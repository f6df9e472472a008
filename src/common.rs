// Copyright 2018 Developers of the Rand project.
//
// Licensed under the Apache License, Version 2.0 <LICENSE-APACHE or
// https://www.apache.org/licenses/LICENSE-2.0> or the MIT license
// <LICENSE-MIT or https://opensource.org/licenses/MIT>, at your
// option. This file may not be copied, modified, or distributed
// except according to those terms.

/// Initialize a RNG from a `u64` seed using `SplitMix64`.
macro_rules! from_splitmix {
    ($seed:expr) => {{
        let mut rng = crate::SplitMix64::seed_from_u64($seed);
        Self::from_rng(&mut rng).unwrap()
    }};
}

/// Apply the ** scrambler to one state word.
///
/// All arithmetic wraps modulo 2^64; `rotate_left` is the
/// `(x << k) | (x >> (64 - k))` rotation of the reference C code, total for
/// every shift amount.
macro_rules! starstar_u64 {
    ($x:expr) => {
        $x.wrapping_mul(5).rotate_left(7).wrapping_mul(9)
    };
}

/// Apply the ++ scrambler to a pair of state words.
macro_rules! plusplus_u64 {
    ($x:expr, $y:expr, $rot:expr) => {
        $x.wrapping_add($y).rotate_left($rot).wrapping_add($x)
    };
}

/// Advance the xoshiro256 linear engine by one step.
///
/// The update order is load-bearing: `s[1]` and `s[0]` consume words already
/// mutated earlier in the same step, and callers must snapshot anything they
/// need from the pre-mutation state before invoking this.
macro_rules! impl_xoshiro_u64 {
    ($self:expr) => {
        let t = $self.s[1] << 17;

        $self.s[2] ^= $self.s[0];
        $self.s[3] ^= $self.s[1];
        $self.s[1] ^= $self.s[2];
        $self.s[0] ^= $self.s[3];

        $self.s[2] ^= t;

        $self.s[3] = $self.s[3].rotate_left(45);
    };
}

/// Implement a polynomial jump for a xoshiro256 generator.
///
/// The state transition is linear over GF(2), so advancing by a fixed power
/// of steps is a linear combination of basis states selected by the bits of
/// a precomputed polynomial: scan the 256 polynomial bits LSB-first, XOR the
/// current state into the accumulator wherever a bit is set, step the
/// generator once per bit (exactly 256 `next_u64` calls), then replace the
/// state with the accumulator.
macro_rules! impl_jump {
    ($self:expr, [$j0:expr, $j1:expr, $j2:expr, $j3:expr]) => {
        const JUMP: [u64; 4] = [$j0, $j1, $j2, $j3];
        let mut s0 = 0;
        let mut s1 = 0;
        let mut s2 = 0;
        let mut s3 = 0;
        for j in &JUMP {
            for b in 0..64 {
                if (j & 1 << b) != 0 {
                    s0 ^= $self.s[0];
                    s1 ^= $self.s[1];
                    s2 ^= $self.s[2];
                    s3 ^= $self.s[3];
                }
                $self.next_u64();
            }
        }
        $self.s[0] = s0;
        $self.s[1] = s1;
        $self.s[2] = s2;
        $self.s[3] = s3;
    };
}

/// Map an all-zero seed to a different one.
macro_rules! deal_with_zero_seed {
    ($seed:expr, $Self:ident) => {
        if $seed.iter().all(|&x| x == 0) {
            return $Self::seed_from_u64(0);
        }
    };
}
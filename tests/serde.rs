#![cfg(feature = "serde1")]

use rand_core::{RngCore, SeedableRng};
use xoshiro_lanes::{SplitMix64, Xoshiro256PlusPlus, Xoshiro256StarStar};

macro_rules! serde_rng {
    ($rng:ident) => {
        use std::io::{BufReader, BufWriter};

        let mut rng = $rng::seed_from_u64(0);

        let buf: Vec<u8> = Vec::new();
        let mut buf = BufWriter::new(buf);
        bincode::serialize_into(&mut buf, &rng).expect("Could not serialize");

        let buf = buf.into_inner().unwrap();
        let mut read = BufReader::new(&buf[..]);
        let mut deserialized: $rng = bincode::deserialize_from(&mut read)
            .expect("Could not deserialize");

        for _ in 0..16 {
            assert_eq!(rng.next_u64(), deserialized.next_u64());
        }
    };
}

#[test]
fn test_splitmix64() {
    serde_rng!(SplitMix64);
}

#[test]
fn test_xoshiro256starstar() {
    serde_rng!(Xoshiro256StarStar);
}

#[test]
fn test_xoshiro256plusplus() {
    serde_rng!(Xoshiro256PlusPlus);
}
// Copyright 2018 Developers of the Rand project.
//
// Licensed under the Apache License, Version 2.0 <LICENSE-APACHE or
// https://www.apache.org/licenses/LICENSE-2.0> or the MIT license
// <LICENSE-MIT or https://opensource.org/licenses/MIT>, at your
// option. This file may not be copied, modified, or distributed
// except according to those terms.

#[cfg(feature = "serde1")]
use serde::{Deserialize, Serialize};
use rand_core::impls::fill_bytes_via_next;
use rand_core::le::read_u64_into;
use rand_core::{Error, RngCore, SeedableRng};

/// A SplitMix64 random number generator.
///
/// The main use of this generator is to expand a 64-bit seed into the full
/// 256-bit state of the xoshiro generators, which must not be seeded
/// everywhere zero; SplitMix64 reaches every 64-bit value exactly once per
/// period, so no choice of seed can produce an all-zero expansion. It backs
/// `seed_from_u64` on [`Xoshiro256StarStar`] and [`Xoshiro256PlusPlus`].
///
/// The algorithm is translated from the [`splitmix64.c`
/// reference source code](http://xoshiro.di.unimi.it/splitmix64.c) by
/// Sebastiano Vigna.
///
/// [`Xoshiro256StarStar`]: struct.Xoshiro256StarStar.html
/// [`Xoshiro256PlusPlus`]: struct.Xoshiro256PlusPlus.html
#[derive(Debug, Clone, PartialEq, Eq)]
#[cfg_attr(feature = "serde1", derive(Serialize, Deserialize))]
pub struct SplitMix64 {
    x: u64,
}

const PHI: u64 = 0x9e3779b97f4a7c15;

impl RngCore for SplitMix64 {
    #[inline]
    fn next_u32(&mut self) -> u32 {
        self.next_u64() as u32
    }

    #[inline]
    fn next_u64(&mut self) -> u64 {
        self.x = self.x.wrapping_add(PHI);
        let mut z = self.x;
        z = (z ^ (z >> 30)).wrapping_mul(0xbf58476d1ce4e5b9);
        z = (z ^ (z >> 27)).wrapping_mul(0x94d049bb133111eb);
        z ^ (z >> 31)
    }

    #[inline]
    fn fill_bytes(&mut self, dest: &mut [u8]) {
        fill_bytes_via_next(self, dest);
    }

    #[inline]
    fn try_fill_bytes(&mut self, dest: &mut [u8]) -> Result<(), Error> {
        self.fill_bytes(dest);
        Ok(())
    }
}

impl SeedableRng for SplitMix64 {
    type Seed = [u8; 8];

    /// Create a new `SplitMix64`.
    #[inline]
    fn from_seed(seed: [u8; 8]) -> SplitMix64 {
        let mut state = [0; 1];
        read_u64_into(&seed, &mut state);
        SplitMix64 { x: state[0] }
    }

    /// Seed a `SplitMix64` from a `u64`.
    #[inline]
    fn seed_from_u64(seed: u64) -> SplitMix64 {
        SplitMix64 { x: seed }
    }
}

#[cfg(test)]
mod tests {
    use super::*;

    #[test]
    fn reference() {
        let mut rng = SplitMix64::seed_from_u64(1234567);
        // These values were produced with the reference implementation:
        // http://xoshiro.di.unimi.it/splitmix64.c
        let expected = [
            6457827717110365317,
            3203168211198807973,
            9817491932198370423,
            4593380528125082431,
            16408922859458223821,
        ];
        for &e in &expected {
            assert_eq!(rng.next_u64(), e);
        }
    }

    #[test]
    fn from_seed_matches_seed_from_u64() {
        let a = SplitMix64::from_seed([0x87, 0xd6, 0x12, 0, 0, 0, 0, 0]);
        let b = SplitMix64::seed_from_u64(1234567);
        assert_eq!(a, b);
    }
}
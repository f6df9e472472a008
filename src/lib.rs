// Copyright 2018 Developers of the Rand project.
//
// Licensed under the Apache License, Version 2.0 <LICENSE-APACHE or
// https://www.apache.org/licenses/LICENSE-2.0> or the MIT license
// <LICENSE-MIT or https://opensource.org/licenses/MIT>, at your
// option. This file may not be copied, modified, or distributed
// except according to those terms.

//! Xoshiro256 pseudorandom number generators with jump-based stream
//! partitioning, intended to feed many parallel execution lanes (for example
//! GPU threads enumerating candidates in a parallel search) with independent,
//! non-overlapping 64-bit pseudorandom sequences.
//!
//! The generators are translated from the reference C sources by David
//! Blackman and Sebastiano Vigna and reproduce their output bit for bit.
//! They are statistically strong but *not* cryptographically secure.
//!
//! # Generators
//! - [`Xoshiro256StarStar`]: the all-purpose generator. 256 bits of state,
//!   period 2^256 − 1, excellent speed and statistical quality.
//! - [`Xoshiro256PlusPlus`]: the same linear engine with the ++ scrambler,
//!   an equally solid alternative.
//! - [`SplitMix64`]: auxiliary generator used to expand a 64-bit seed into
//!   full 256-bit state; backs `seed_from_u64` on the generators above.
//!
//! # Partitioning streams across lanes
//! Both xoshiro generators provide `jump()` (advance by 2^128 steps) and
//! `long_jump()` (advance by 2^192 steps). Repeated long jumps from one root
//! yield up to 2^64 widely separated starting points, and each of those can
//! be split into 2^64 non-overlapping substreams by repeated jumps. The
//! [`JumpableRng`] trait and the [`Jumps`]/[`LongJumps`] iterators package
//! this two-level fan-out:
//!
//! ```
//! use xoshiro_lanes::rand_core::SeedableRng;
//! use xoshiro_lanes::{JumpableRng, Xoshiro256StarStar};
//!
//! let root = Xoshiro256StarStar::seed_from_u64(0);
//! // One state per lane, e.g. for upload to a device buffer.
//! let lanes: Vec<[u64; 4]> = root
//!     .long_jumps()
//!     .take(1024)
//!     .map(|rng| rng.words())
//!     .collect();
//! assert_eq!(lanes.len(), 1024);
//! ```
//!
//! Each lane owns its state exclusively; no operation here synchronizes or
//! detects aliasing, so handing the same state to two lanes corrupts both
//! sequences.
//!
//! [`Xoshiro256StarStar`]: struct.Xoshiro256StarStar.html
//! [`Xoshiro256PlusPlus`]: struct.Xoshiro256PlusPlus.html
//! [`SplitMix64`]: struct.SplitMix64.html
//! [`JumpableRng`]: trait.JumpableRng.html
//! [`Jumps`]: struct.Jumps.html
//! [`LongJumps`]: struct.LongJumps.html

#![deny(missing_docs)]
#![deny(missing_debug_implementations)]
#![allow(clippy::unreadable_literal)]
#![no_std]

#[macro_use]
mod common;
mod splitmix64;
mod streams;
mod xoshiro256plusplus;
mod xoshiro256starstar;

pub use rand_core;
pub use splitmix64::SplitMix64;
pub use streams::{JumpableRng, Jumps, LongJumps};
pub use xoshiro256plusplus::Xoshiro256PlusPlus;
pub use xoshiro256starstar::Xoshiro256StarStar;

· · · ·

Whenever a line of the data includes the word "expr", show that line in full.

    ($seed:expr) => {{
    ($x:expr) => {
    ($x:expr, $y:expr, $rot:expr) => {
    ($self:expr) => {
    ($self:expr, [$j0:expr, $j1:expr, $j2:expr, $j3:expr]) => {
    ($seed:expr, $Self:ident) => {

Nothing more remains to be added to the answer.